Prompt ::
Every line of the records below that holds the word "crate" should be copied out.

──────

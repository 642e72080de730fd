/*! The matching strategies: a suffix scan that walks the automaton from
every start offset, and a brute-force exact-substring test that serves as
the semantic ground truth the scan must agree with. */

use std::ops::Range;

use rustc_hash::{FxHashMap, FxHashSet};

use super::MatchSet;
use crate::compiler::{Automaton, Label, StateId, Transition};

/// An automaton with its transitions indexed by source state.
///
/// The automaton itself stores transitions as a flat set; a walk needs the
/// outgoing edges of one state at a time, so the index is built once per
/// scan and shared (read-only) by every walk, sequential or parallel.
pub(crate) struct TransitionIndex<'a> {
    automaton: &'a Automaton,
    outgoing: FxHashMap<StateId, Vec<&'a Transition>>,
}

impl<'a> TransitionIndex<'a> {
    pub(crate) fn new(automaton: &'a Automaton) -> Self {
        let mut outgoing: FxHashMap<StateId, Vec<&Transition>> = FxHashMap::default();
        for transition in &automaton.transitions {
            outgoing.entry(transition.from).or_default().push(transition);
        }
        Self { automaton, outgoing }
    }

    fn from_state(&self, state: StateId) -> &[&'a Transition] {
        self.outgoing.get(&state).map(Vec::as_slice).unwrap_or(&[])
    }
}

/// Finds all matches by walking the automaton from every start offset.
///
/// Covers start offsets `0..=len`; the final offset exists so that a
/// pattern matching the empty string is reported at the very end of the
/// text too.
///
/// Works on the NFA and on the DFA alike; a determinized automaton simply
/// has no epsilon edges left to follow.
pub fn scan(automaton: &Automaton, text: &[char]) -> MatchSet {
    let index = TransitionIndex::new(automaton);
    let mut results = MatchSet::default();
    scan_offsets(&index, text, 0..text.len() + 1, &mut results);
    results
}

/// Runs the per-offset walk for every start offset in `range`, adding a
/// `(start, end)` pair for every match end the walk reaches.
pub(crate) fn scan_offsets(
    index: &TransitionIndex,
    text: &[char],
    range: Range<usize>,
    results: &mut MatchSet,
) {
    for start in range {
        let mut ends = FxHashSet::default();
        walk(index, text, index.automaton.start, start, &mut Seen::default(), &mut ends);
        results.extend(ends.into_iter().map(|end| (start, end)));
    }
}

type Seen = FxHashSet<(StateId, usize)>;

/// Walks the automaton against `text[offset..]`, recording the absolute
/// offset every time an accepting state is visited, even mid-walk; that
/// yields all match lengths, not just the longest.
///
/// Epsilon edges recurse without consuming input, literal edges require the
/// remaining input to start with their text and consume it. Revisits of a
/// `(state, offset)` pair are pruned, which both avoids rescanning and
/// breaks epsilon cycles; recursion depth is otherwise bounded by the
/// remaining input.
fn walk(
    index: &TransitionIndex,
    text: &[char],
    state: StateId,
    offset: usize,
    seen: &mut Seen,
    ends: &mut FxHashSet<usize>,
) {
    if !seen.insert((state, offset)) {
        return;
    }
    if index.automaton.is_accepting(state) {
        ends.insert(offset);
    }
    for transition in index.from_state(state) {
        match &transition.label {
            Label::Epsilon => walk(index, text, transition.to, offset, seen, ends),
            Label::Literal(value) => {
                if let Some(len) = consume(text, offset, value) {
                    walk(index, text, transition.to, offset + len, seen, ends);
                }
            }
        }
    }
}

/// Ground-truth matcher: tests every `(i, j)` substring for exact
/// acceptance. Quadratic in the text length, used for validation and short
/// texts; the suffix scan must agree with it exactly.
pub fn scan_brute_force(automaton: &Automaton, text: &[char]) -> MatchSet {
    let index = TransitionIndex::new(automaton);
    let mut results = MatchSet::default();
    for i in 0..=text.len() {
        for j in i..=text.len() {
            if accepts(&index, &text[i..j]) {
                results.insert((i, j));
            }
        }
    }
    results
}

/// Whether `input`, consumed in full, drives the automaton from its start
/// state into an accepting state.
pub(crate) fn accepts(index: &TransitionIndex, input: &[char]) -> bool {
    accepts_from(index, input, index.automaton.start, 0, &mut Seen::default())
}

fn accepts_from(
    index: &TransitionIndex,
    input: &[char],
    state: StateId,
    offset: usize,
    seen: &mut Seen,
) -> bool {
    if !seen.insert((state, offset)) {
        return false;
    }
    if offset == input.len() && index.automaton.is_accepting(state) {
        return true;
    }
    index.from_state(state).iter().any(|transition| match &transition.label {
        Label::Epsilon => accepts_from(index, input, transition.to, offset, seen),
        Label::Literal(value) => match consume(input, offset, value) {
            Some(len) => accepts_from(index, input, transition.to, offset + len, seen),
            None => false,
        },
    })
}

/// Length of `value` in chars if `text[offset..]` starts with it.
fn consume(text: &[char], offset: usize, value: &str) -> Option<usize> {
    let mut len = 0;
    for c in value.chars() {
        if text.get(offset + len) != Some(&c) {
            return None;
        }
        len += 1;
    }
    Some(len)
}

──────

Task result ::
use crate::compiler::{Automaton, Label, StateId, Transition};
pub(crate) struct TransitionIndex<'a> {
    pub(crate) fn new(automaton: &'a Automaton) -> Self {
pub(crate) fn scan_offsets(
pub(crate) fn accepts(index: &TransitionIndex, input: &[char]) -> bool {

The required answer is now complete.